Jadi dalam memilih seorang yang ahli dalam pelaksanaan lapangan tenis tentunya yang wajib
berpengalaman dan kesudahannya tak mengecewakan.

Menjalankan lapangan tenis tentunya juga wajib yang benar dan cocok dengan hukum yang berlaku
dalam pembuatannya. Sebab ketika dalam cara kerja pembuatannya, seorang spesialis lapangan
tenis patut benar-benar menghitung dan mengevaluasi strategi pembuatan dengan menerapkan
bahan-bahan yang bagus dan standar. Disamping itu perlu juga dilaksanakan uji kemiringan dengan
pengevaluasian yang telah ditentukan persentasenya yang bertujuan menghilangkan resiko
genangan air serta kestabilan datar lapangan.

Lapangan tenis yang standar terbagi dalam dua variasi, yaitu outdoor dan indoor.
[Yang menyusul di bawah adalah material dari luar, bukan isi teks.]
pub mod dispatcher;
pub mod job;
pub mod monitor;
pub mod queue;
pub mod registry;

pub use dispatcher::{BatchReport, Dispatcher};
pub use job::{Job, JobId, JobStatus};
pub use monitor::CompletionMonitor;
pub use queue::PendingQueue;
pub use registry::{JobCounts, RegistrySnapshot, TaskRegistry};
use std::collections::HashMap;
use std::sync::Arc;

use serde::{Deserialize, Serialize};
use tokio::sync::{mpsc, watch};
use tokio::task::JoinHandle;
use tokio_stream::StreamExt;
use tokio_util::sync::CancellationToken;
use tokio_util::time::{delay_queue, DelayQueue};
use tracing::Instrument;
use uuid::Uuid;

use crate::config::{SchedulerConfig, TimeoutPolicy};
use crate::error::{BatchError, Result};
use crate::manifest::ArtifactSink;
use crate::scheduler::job::{Job, JobId, JobStatus};
use crate::scheduler::monitor::CompletionMonitor;
use crate::scheduler::queue::PendingQueue;
use crate::scheduler::registry::{JobCounts, TaskRegistry};
use crate::status::{StatusReporter, StatusSink, StatusSnapshot};
use crate::worker::executor::JobExecutor;
use crate::worker::pool::WorkerPool;
use crate::worker::{JobAssignment, WorkerEvent, WorkerId, WorkerMessage};

/// Final state of a batch run.
#[derive(Debug, Clone, Serialize, Deserialize)]
pub struct BatchReport {
    pub run_id: Uuid,
    pub counts: JobCounts,
    pub jobs: Vec<Job>,
    /// Worker units started over the run, replacements included.
    pub workers_spawned: usize,
}

/// Master coordination loop of a batch.
///
/// Owns the registry, the pending queue, the worker pool and the per-job
/// timers. Every state change happens on the task running [`Dispatcher::run`];
/// workers only reach it through the event channel.
pub struct Dispatcher<E: JobExecutor> {
    run_id: Uuid,
    config: SchedulerConfig,
    registry: TaskRegistry,
    queue: PendingQueue,
    pool: WorkerPool<E>,
    monitor: CompletionMonitor,
    timers: DelayQueue<JobId>,
    timer_keys: HashMap<JobId, delay_queue::Key>,
    events_rx: mpsc::Receiver<WorkerMessage>,
    status_tx: watch::Sender<StatusSnapshot>,
    artifacts: Option<Arc<dyn ArtifactSink>>,
    refresh: CancellationToken,
    cancel: CancellationToken,
}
Ini pun wajib
disesuaikan dengan atensi dan keperluan si pengorder. Karena macam pembuatan lapangan tenis
tak serta merta cuma untuk keperluan perlombaan, terkadang pemesan cuma memerlukannya
sebagai sarana olahraga dan latihan saja, sehingga tidak membutuhkan bahan super seperti untuk
lomba. Yang penting ukurannya ideal sama dengan lapangan tenis di laga.
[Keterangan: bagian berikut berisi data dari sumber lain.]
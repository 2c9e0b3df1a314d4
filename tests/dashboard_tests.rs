use axum::{
    body::Body,
    http::{Request, StatusCode},
};
use http_body_util::BodyExt;
use serde_json::Value;
use tokio::sync::watch;
use tower::ServiceExt;
use uuid::Uuid;

use batchpool::dashboard::{router, DashboardState};
use batchpool::scheduler::{JobStatus, TaskRegistry};
use batchpool::status::StatusSnapshot;
use batchpool::worker::{WorkerId, WorkerLifecycle, WorkerSlot};

/// Helper to create test state with one running and one pending job
fn create_test_state() -> (DashboardState, watch::Sender<StatusSnapshot>) {
    let mut registry = TaskRegistry::create(vec![
        "https://a.example".to_string(),
        "https://b.example".to_string(),
    ]);
    registry.set_status(0, JobStatus::InProgress).unwrap();
    registry.bind_worker(0, WorkerId(1)).unwrap();

    let mut slot = WorkerSlot::new(WorkerId(1));
    slot.lifecycle = WorkerLifecycle::Busy;
    slot.current_job = Some(0);

    let snapshot = StatusSnapshot::build(Uuid::new_v4(), registry.snapshot(), vec![slot], false);
    let (tx, rx) = watch::channel(snapshot);
    (DashboardState { status: rx }, tx)
}

async fn get_json(state: DashboardState, uri: &str) -> (StatusCode, Value) {
    let response = router(state)
        .oneshot(Request::builder().uri(uri).body(Body::empty()).unwrap())
        .await
        .unwrap();
    let status = response.status();
    let body = response.into_body().collect().await.unwrap().to_bytes();
    let json = if body.is_empty() {
        Value::Null
    } else {
        serde_json::from_slice(&body).unwrap()
    };
    (status, json)
}

#[tokio::test]
async fn test_status_endpoint() {
    let (state, _tx) = create_test_state();

    let (status, json) = get_json(state, "/api/status").await;

    assert_eq!(status, StatusCode::OK);
    assert_eq!(json["counts"]["total"], 2);
    assert_eq!(json["counts"]["in_progress"], 1);
    assert_eq!(json["counts"]["pending"], 1);
    assert_eq!(json["finished"], false);
    assert!(json["run_id"].is_string());
}

#[tokio::test]
async fn test_jobs_endpoint() {
    let (state, _tx) = create_test_state();

    let (status, json) = get_json(state, "/api/jobs").await;

    assert_eq!(status, StatusCode::OK);
    let jobs = json.as_array().unwrap();
    assert_eq!(jobs.len(), 2);
    assert_eq!(jobs[0]["id"], 0);
    assert_eq!(jobs[0]["status"], "in_progress");
    assert_eq!(jobs[0]["progress"], 10);
    assert_eq!(jobs[0]["worker"], 1);
    assert_eq!(jobs[1]["status"], "pending");
    assert_eq!(jobs[1]["payload"], "https://b.example");
}

#[tokio::test]
async fn test_workers_endpoint() {
    let (state, _tx) = create_test_state();

    let (status, json) = get_json(state, "/api/workers").await;

    assert_eq!(status, StatusCode::OK);
    let workers = json.as_array().unwrap();
    assert_eq!(workers.len(), 1);
    assert_eq!(workers[0]["worker_id"], 1);
    assert_eq!(workers[0]["lifecycle"], "busy");
    assert_eq!(workers[0]["current_job"], 0);
}

#[tokio::test]
async fn test_endpoints_serve_latest_snapshot() {
    let (state, tx) = create_test_state();

    let mut finished = tx.borrow().clone();
    finished.finished = true;
    finished.workers.clear();
    tx.send_replace(finished);

    let (_, json) = get_json(state.clone(), "/api/status").await;
    assert_eq!(json["finished"], true);

    let (_, json) = get_json(state, "/api/workers").await;
    assert!(json.as_array().unwrap().is_empty());
}

#[tokio::test]
async fn test_unknown_route_returns_404() {
    let (state, _tx) = create_test_state();

    let (status, _) = get_json(state, "/api/nope").await;

    assert_eq!(status, StatusCode::NOT_FOUND);
}
//! Worker execution units.
//!
//! Each worker is a tokio task that runs at most one job at a time and only
//! talks to the dispatcher through messages:
//! - **Handle**: [`WorkerHandle`] sends jobs in and tracks the slot lifecycle
//! - **Pool**: [`WorkerPool`] spawns, respawns and tears down handles
//! - **Executor**: [`JobExecutor`] is the job logic run inside a unit
//!
//! # Event Flow
//!
//! 1. A fresh unit reports [`WorkerEvent::Ready`]
//! 2. The dispatcher sends a [`JobAssignment`] through the handle
//! 3. The executor reports `Status`/`Progress` events while it works
//! 4. The unit reports `Completed` with the artifact name and waits for more
//! 5. When the unit stops for any reason, a final `Exited` is delivered

use serde::{Deserialize, Serialize};

use crate::scheduler::JobId;

pub mod executor;
pub mod handle;
pub mod pool;

pub use executor::{artifact_name, CommandExecutor, ExecutorError, JobExecutor, ProgressReporter};
pub use handle::WorkerHandle;
pub use pool::{ExitOutcome, WorkerPool};

/// Exit code of a unit whose job channel was closed.
pub const EXIT_OK: i32 = 0;
/// Exit code of a unit whose executor returned an error.
pub const EXIT_EXECUTOR_FAILURE: i32 = 1;
/// Exit code of a unit whose executor panicked.
pub const EXIT_PANIC: i32 = 101;
/// Exit code of a unit aborted by the pool.
pub const EXIT_ABORTED: i32 = 137;

#[derive(Debug, Clone, Copy, PartialEq, Eq, PartialOrd, Ord, Hash, Serialize, Deserialize)]
#[serde(transparent)]
pub struct WorkerId(pub u64);

impl std::fmt::Display for WorkerId {
    fn fmt(&self, f: &mut std::fmt::Formatter<'_>) -> std::fmt::Result {
        write!(f, "worker-{}", self.0)
    }
}

#[derive(Debug, Clone, Copy, PartialEq, Eq, Serialize, Deserialize)]
#[serde(rename_all = "snake_case")]
pub enum WorkerLifecycle {
    Starting,
    Idle,
    Busy,
    Exited,
}

impl std::fmt::Display for WorkerLifecycle {
    fn fmt(&self, f: &mut std::fmt::Formatter<'_>) -> std::fmt::Result {
        match self {
            WorkerLifecycle::Starting => write!(f, "starting"),
            WorkerLifecycle::Idle => write!(f, "idle"),
            WorkerLifecycle::Busy => write!(f, "busy"),
            WorkerLifecycle::Exited => write!(f, "exited"),
        }
    }
}

/// Dispatcher-side record of one worker unit.
#[derive(Debug, Clone, Serialize, Deserialize)]
pub struct WorkerSlot {
    pub worker_id: WorkerId,
    pub lifecycle: WorkerLifecycle,
    /// The only link between inbound events and the job they belong to.
    pub current_job: Option<JobId>,
    /// Last free-text status reported by the unit.
    pub status: String,
}

impl WorkerSlot {
    pub fn new(worker_id: WorkerId) -> Self {
        Self {
            worker_id,
            lifecycle: WorkerLifecycle::Starting,
            current_job: None,
            status: String::from("starting"),
        }
    }
}

/// A job as delivered to a worker unit.
#[derive(Debug, Clone, PartialEq, Eq)]
pub struct JobAssignment {
    pub job_id: JobId,
    pub payload: String,
}

impl JobAssignment {
    /// 1-based position of the job in the batch.
    pub fn ordinal(&self) -> usize {
        self.job_id + 1
    }
}

#[derive(Debug, Clone, PartialEq, Eq)]
pub enum WorkerEvent {
    Ready,
    Status(String),
    Progress { job_id: JobId, percent: u8 },
    Completed { job_id: JobId, artifact: String },
    Exited { code: i32 },
}

/// Event tagged with the unit that produced it.
#[derive(Debug, Clone, PartialEq, Eq)]
pub struct WorkerMessage {
    pub worker_id: WorkerId,
    pub event: WorkerEvent,
}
Dan jika mengobrol seputar ukuran lapangan yang pas, disinilah peran seorang spesialis pembuat
lapangan tenis yang handal diperlukan. Lapangan tenis itu sendiri terdiri dari dua pola ukuran
inside dan outside. Inside yakni komponen dalam lapangan permainan tenis berukuran
23,77x10,97m2 dimana bahan dasar yang digunakan yaitu bahan granit hijau campuran pasir besi,
oyan, dan semen.

Walaupun outside yaitu komponen pinggir lapangan permainan pada bagian belakang dan samping.
Untuk bagian belakang minimal 5 meter dan optimal 7 meter, dan untuk komponen samping kanan
dan kiri ukurannya minimum 3 meter dan maksimum yang menyesuaikan. Bahan yang digunakan
bahkan lazimnya mengaplikasikan plesteran atau coran dengan perbandingan berat 3-2-1.